The Reimbursement Resource Representative-CSR is responsible to provide support to patients, providers and customers internally and externally on billing related inquiries.  The employee works insurance claims and patient accounts using department guidelines and MPG electronic systems. The position requires a thorough knowledge of insurance carrier billing and reimbursement, CPT, modifiers and fee schedule differences.  Also requires understanding of how to decipher explanation of benefits and explain the impact to the customer. Position requires the ability to conduct both telephone and face to face meetings with patients regarding account resolution and payment collection as well as via portal messaging.   Assist customers with hardship applications, payment plans and eligibility for services. Expert verbal communication, interpersonal skills and professional appearance required for dealing with customers. 
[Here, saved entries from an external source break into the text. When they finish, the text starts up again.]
use ndarray::Array2;
use num_complex::Complex32;

use super::{Separated, SourceSeparator};
use crate::spectrum::{istft, magnitude, stft, StftConfig};
use crate::Signal;

/// Harmonic-percussive separation by median filtering the magnitude
/// spectrogram along time (harmonic) and along frequency (percussive),
/// followed by soft masking.
///
/// # Example
/// ```
/// use groovescribe::separation::{MedianFilterSeparator, SourceSeparator};
/// use groovescribe::Signal;
///
/// let separator = MedianFilterSeparator::new().with_stft(1024, 256).with_kernels(17, 17);
/// let mix = Signal::tone(110.0, 22050, 0.5).unwrap();
/// let parts = separator.separate(&mix).unwrap();
/// assert_eq!(parts.harmonic.len(), mix.len());
/// assert_eq!(parts.percussive.len(), mix.len());
/// ```
#[derive(Debug, Clone, PartialEq)]
pub struct MedianFilterSeparator {
    pub n_fft: usize,
    pub hop_size: usize,
    /// Median width across frames for the harmonic estimate
    pub harmonic_kernel: usize,
    /// Median width across bins for the percussive estimate
    pub percussive_kernel: usize,
    /// Exponent for Wiener-like masking
    pub power: f32,
    /// Separation margin (>= 1); larger values leave more residual in neither part
    pub margin: f32,
}

impl MedianFilterSeparator {
    pub fn new() -> Self {
        Self {
            n_fft: 2048,
            hop_size: 1024,
            harmonic_kernel: 150,
            percussive_kernel: 150,
            power: 2.0,
            margin: 1.0,
        }
    }

    pub fn with_stft(mut self, n_fft: usize, hop_size: usize) -> Self {
        self.n_fft = n_fft;
        self.hop_size = hop_size;
        self
    }

    pub fn with_kernels(mut self, harmonic_kernel: usize, percussive_kernel: usize) -> Self {
        self.harmonic_kernel = harmonic_kernel;
        self.percussive_kernel = percussive_kernel;
        self
    }

    pub fn with_power(mut self, power: f32) -> Self {
        self.power = power;
        self
    }

    pub fn with_margin(mut self, margin: f32) -> Self {
        self.margin = margin;
        self
    }

    fn stft_config(&self) -> StftConfig {
        StftConfig::new(self.n_fft, self.hop_size)
    }

    pub fn validate(&self) -> crate::Result<()> {
        self.stft_config().validate()?;
        if self.harmonic_kernel == 0 || self.percussive_kernel == 0 {
            return Err(crate::Error::InvalidSize {
                name: "kernel",
                value: 0,
                reason: "median kernels must be > 0",
            });
        }
        if !(self.power > 0.0) {
            return Err(crate::Error::invalid("power", self.power, "must be > 0"));
        }
        if !(self.margin >= 1.0) {
            return Err(crate::Error::invalid("margin", self.margin, "must be >= 1"));
        }
        Ok(())
    }

    /// Split a complex spectrogram into harmonic and percussive spectrograms.
    pub fn split(&self, spec: &Array2<Complex32>) -> (Array2<Complex32>, Array2<Complex32>) {
        let mag = magnitude(spec);
        let harmonic = median_filter_2d(&mag, (1, self.harmonic_kernel));
        let percussive = median_filter_2d(&mag, (self.percussive_kernel, 1));

        let mut spec_h = spec.clone();
        let mut spec_p = spec.clone();
        for (((h_cell, p_cell), &h), &p) in spec_h
            .iter_mut()
            .zip(spec_p.iter_mut())
            .zip(harmonic.iter())
            .zip(percussive.iter())
        {
            let (mask_h, mask_p) = soft_masks(h, p, self.power, self.margin);
            *h_cell *= mask_h;
            *p_cell *= mask_p;
        }
        (spec_h, spec_p)
    }
}

impl Default for MedianFilterSeparator {
    fn default() -> Self {
        Self::new()
    }
}

impl SourceSeparator for MedianFilterSeparator {
    fn separate(&self, signal: &Signal) -> crate::Result<Separated> {
        self.validate()?;
        let config = self.stft_config();
        let spec = stft(signal.samples(), &config)?;
        let (spec_h, spec_p) = self.split(&spec);
        let harmonic = istft(&spec_h, &config, signal.len())?;
        let percussive = istft(&spec_p, &config, signal.len())?;
        log::debug!(
            "hpss: {} frames, kernels ({}, {})",
            spec.ncols(),
            self.harmonic_kernel,
            self.percussive_kernel
        );
        Ok(Separated {
            harmonic: signal.with_samples(harmonic),
            percussive: signal.with_samples(percussive),
        })
    }
}

/// Wiener-style masks `H^p / (H^p + (margin P)^p)` and the converse.
/// Cells where both estimates vanish are split evenly.
fn soft_masks(h: f32, p: f32, power: f32, margin: f32) -> (f32, f32) {
    let hp = h.powf(power);
    let pp = p.powf(power);
    let mh = hp / (hp + (margin * p).powf(power));
    let mp = pp / (pp + (margin * h).powf(power));
    (
        if mh.is_finite() { mh } else { 0.5 },
        if mp.is_finite() { mp } else { 0.5 },
    )
}

/// 2D median filter with specified kernel size, truncated at the edges.
fn median_filter_2d(input: &Array2<f32>, kernel_size: (usize, usize)) -> Array2<f32> {
    let (n_freq, n_frames) = input.dim();
    let mut output = Array2::<f32>::zeros((n_freq, n_frames));
    let (kh, kw) = kernel_size;
    let mut window = Vec::with_capacity(kh * kw);

    for i in 0..n_freq {
        for j in 0..n_frames {
            window.clear();

            let i_start = i.saturating_sub(kh / 2);
            let i_end = (i + kh / 2 + 1).min(n_freq);
            let j_start = j.saturating_sub(kw / 2);
            let j_end = (j + kw / 2 + 1).min(n_frames);

            for ii in i_start..i_end {
                for jj in j_start..j_end {
                    window.push(input[(ii, jj)]);
                }
            }

            let mid = window.len() / 2;
            output[(i, j)] = if window.is_empty() {
                0.0
            } else {
                *window
                    .select_nth_unstable_by(mid, |a, b| a.total_cmp(b))
                    .1
            };
        }
    }

    output
}

#[cfg(test)]
mod tests {
    use super::*;
    use approx::assert_relative_eq;

    fn energy(x: &[f32]) -> f32 {
        x.iter().map(|v| v * v).sum()
    }

    #[test]
    fn test_median_filter_basic() {
        let input =
            Array2::from_shape_vec((3, 3), vec![1.0, 2.0, 3.0, 4.0, 5.0, 6.0, 7.0, 8.0, 9.0])
                .unwrap();
        let filtered = median_filter_2d(&input, (3, 3));
        assert_eq!(filtered.dim(), input.dim());
        assert_relative_eq!(filtered[(1, 1)], 5.0);
    }

    #[test]
    fn test_soft_masks_sum_to_one() {
        let (h, p) = soft_masks(3.0, 1.0, 2.0, 1.0);
        assert_relative_eq!(h + p, 1.0, epsilon = 1e-6);
        assert_relative_eq!(h, 0.9, epsilon = 1e-6);
        assert_eq!(soft_masks(0.0, 0.0, 2.0, 1.0), (0.5, 0.5));
    }

    #[test]
    fn test_tone_and_clicks_separate() {
        let sr = 22050;
        let tone = Signal::tone(220.0, sr, 2.0).unwrap();
        let clicks = Signal::clicks(&[0.5, 1.0, 1.5], sr, 2.0, 0.005, 4000.0).unwrap();
        let mix = tone.mix(&clicks).unwrap();

        let separator = MedianFilterSeparator::new().with_stft(1024, 256).with_kernels(31, 31);
        let parts = separator.separate(&mix).unwrap();

        // harmonic part keeps the tone between clicks
        let quiet = 11025 + 2000..11025 + 8000;
        assert!(
            energy(&parts.harmonic.samples()[quiet.clone()])
                > 10.0 * energy(&parts.percussive.samples()[quiet])
        );
        // percussive part carries more click energy than the tone leaks
        let hit = 11025..11025 + 110;
        let click_energy = energy(&clicks.samples()[hit.clone()]);
        assert!(energy(&parts.percussive.samples()[hit]) > 0.3 * click_energy);
    }

    #[test]
    fn test_parts_sum_to_mix() {
        let mix = Signal::tone(330.0, 8000, 1.0).unwrap();
        let separator = MedianFilterSeparator::new().with_stft(256, 64).with_kernels(9, 9);
        let parts = separator.separate(&mix).unwrap();
        for i in 256..7700 {
            let sum = parts.harmonic.samples()[i] + parts.percussive.samples()[i];
            assert_relative_eq!(sum, mix.samples()[i], epsilon = 1e-3);
        }
    }

    #[test]
    fn test_validation() {
        assert!(MedianFilterSeparator::new().with_kernels(0, 3).validate().is_err());
        assert!(MedianFilterSeparator::new().with_margin(0.5).validate().is_err());
    }

    #[test]
    fn test_empty_signal() {
        let separator = MedianFilterSeparator::new().with_stft(256, 64).with_kernels(5, 5);
        let parts = separator.separate(&Signal::empty(8000).unwrap()).unwrap();
        assert!(parts.harmonic.is_empty());
        assert!(parts.percussive.is_empty());
    }
}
Essential Duties and Responsibilities include the following. Other duties may be assigned.

  • Demonstrates excellent interpersonal skills with patients, coworkers and insurance carriers.
  • Ensures the protection of patient information from unauthorized inquiries and is well-versed with all HIPPA Guidelines.
  • Processes and posts payments to accounts same day.
  • Resolves patient complaints within a minimal timeframe, same day whenever possible.
  • Meets timelines for reprocessing Athena claims after updating the account with new information as provided by patients or physicians within the guidelines and timeframes permitted by the insurance carrier.
  • Maintains advanced knowledge of cpt and modifiers.
  • Answers phones & returns voicemails within same day.
  • Maintains knowledge of Claim adjudication carrier rules.
  • Conducts themselves in accordance with MPG Policies and Procedures including the Code of Conduct.
  • Meets or Exceeds monthly performance goals, expectations and reviews.
  • Uses Paid Time Off effectively.
  • Keeps overtime to a minimum/has any overtime approved by Manager.
  • Communicates call trends to managements when needed for possible escalation.
  • Actively participates in team meetings and educational opportunities.


Supervisory Responsibilities

This job has no supervisory responsibilities.

Education and/or Experience

Associate's degree or equivalent from two-year college or technical school; or six months to one year related experience and/or training; or equivalent combination of education and experience. Experience working in health care and insurance Industry and thorough knowledge of insurance carrier billing and reimbursement, CPT, modifiers and fee schedule differences required.